Mayoritas Warga Percaya Pemprov NTT Mampu Atasi Masalah Daerah

Gubernur NTT Melki Laka Lena. Foto: Antara.

Mayoritas Warga Percaya Pemprov NTT Mampu Atasi Masalah Daerah

Rahmatul Fajri • 14 February 2026 21:25

Jakarta: Masyarakat percaya Pemerintah Provinsi (Pemprov) Nusa Tenggara Timur (NTT) dapat menyelesaikan masalah daerah. Hal itu merupakan hasil survei dirilis Voxpol Center Research and Consulting.

Dikutip dari Media Indonesia, survei terbaru menunjukkan tingkat kepercayaan publik terhadap Pemprov NTT masih tergolong tinggi. Meskipun sejumlah persoalan mendesak masih menjadi perhatian masyarakat.

Hasil survei mencatat 72,5 persen responden menilai pemprov memahami persoalan yang dihadapi masyarakat. Sementara itu, 75,4 persen responden meyakini pemerintah memiliki solusi dan kemampuan untuk mengatasi berbagai tantangan sehari-hari.

Selain itu, tingkat kepuasan publik terhadap kinerja satu tahun Gubernur dan Wakil Gubernur NTT mencapai 80,5 persen. Angka ini dinilai menjadi modal penting bagi pemerintah daerah untuk mempercepat perbaikan di berbagai sektor, terutama infrastruktur dan layanan dasar.

Survei yang dilakukan pada 5–14 Januari 2026 ini bertujuan mendorong tata kelola pemerintahan yang baik (good governance) serta kebijakan berbasis data (evidence-based policy).

Infrastruktur dan Layanan Dasar Jadi Prioritas

Meski kepercayaan publik relatif tinggi, survei juga menunjukkan bahwa infrastruktur dan layanan dasar masih menjadi persoalan utama.

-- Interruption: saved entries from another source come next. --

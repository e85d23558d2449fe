use std::path::Path;

use anyhow::Result;
use prettytable::format::consts::FORMAT_CLEAN;
use prettytable::{Table, row};
use serde::Serialize;

use memostash::{BatchStats, CacheStatus, CleanupStats, EntryInfo, MemoError};

pub fn print_json<T: Serialize + ?Sized>(value: &T) -> Result<()> {
    println!("{}", serde_json::to_string_pretty(value)?);
    Ok(())
}

pub fn print_entries(entries: &[EntryInfo]) {
    if entries.is_empty() {
        println!("No entries.");
        return;
    }

    let mut table = Table::new();
    table.set_format(*FORMAT_CLEAN);
    table.set_titles(row![b => "Key", "State", "Files", "Artifacts", "Size"]);
    for entry in entries {
        table.add_row(row![
            entry.key,
            entry.state,
            r->entry.observed_files.len(),
            r->entry.artifacts,
            r->entry.size
        ]);
    }
    table.printstd();
}

pub fn print_digests(rows: &[(&Path, CacheStatus, Result<String, MemoError>)], stats: &BatchStats) {
    let mut table = Table::new();
    table.set_format(*FORMAT_CLEAN);
    table.set_titles(row![b => "File", "Cache", "Digest"]);
    for (path, status, result) in rows {
        let status = match status {
            CacheStatus::Hit => "hit",
            CacheStatus::Miss => "miss",
        };
        let digest = match result {
            Ok(digest) => digest.clone(),
            Err(err) => format!("error: {err}"),
        };
        table.add_row(row![path.display(), status, digest]);
    }
    table.printstd();

    println!(
        "\n{} files, {} cached, {} computed",
        stats.count, stats.cache_hit_count, stats.cache_miss_count
    );
}

pub fn print_cleanup(stats: &CleanupStats, dry_run: bool) {
    let verb = if dry_run { "Would remove" } else { "Removed" };
    println!(
        "{verb} {} files and {} directories ({} bytes), retained {} files ({} bytes)",
        stats.removed_files,
        stats.removed_dirs,
        stats.removed_bytes,
        stats.retained_files,
        stats.retained_bytes,
    );
}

Hal itu dinilai harus segera ditangani.

Temuan ini diharapkan dapat menjadi pijakan awal bagi Pemprov NTT dalam mengevaluasi kebijakan pembangunan, agar program yang dijalankan tidak hanya terencana dengan baik, tetapi juga memberikan manfaat nyata bagi masyarakat.

Ilustrasi survei. Foto: Medcom.id.

Survei dilakukan menggunakan metode kuantitatif. Pengambilan data dilakukan melalui wawancara tatap muka dengan kuesioner terstruktur.

Sebanyak 800 responden terlibat dan tersebar secara proporsional di 22 kabupaten kota di NTT. Teknik pengambilan sampel menggunakan multistage random sampling dengan margin of error sekitar 3,47 persen pada tingkat kepercayaan 95 persen.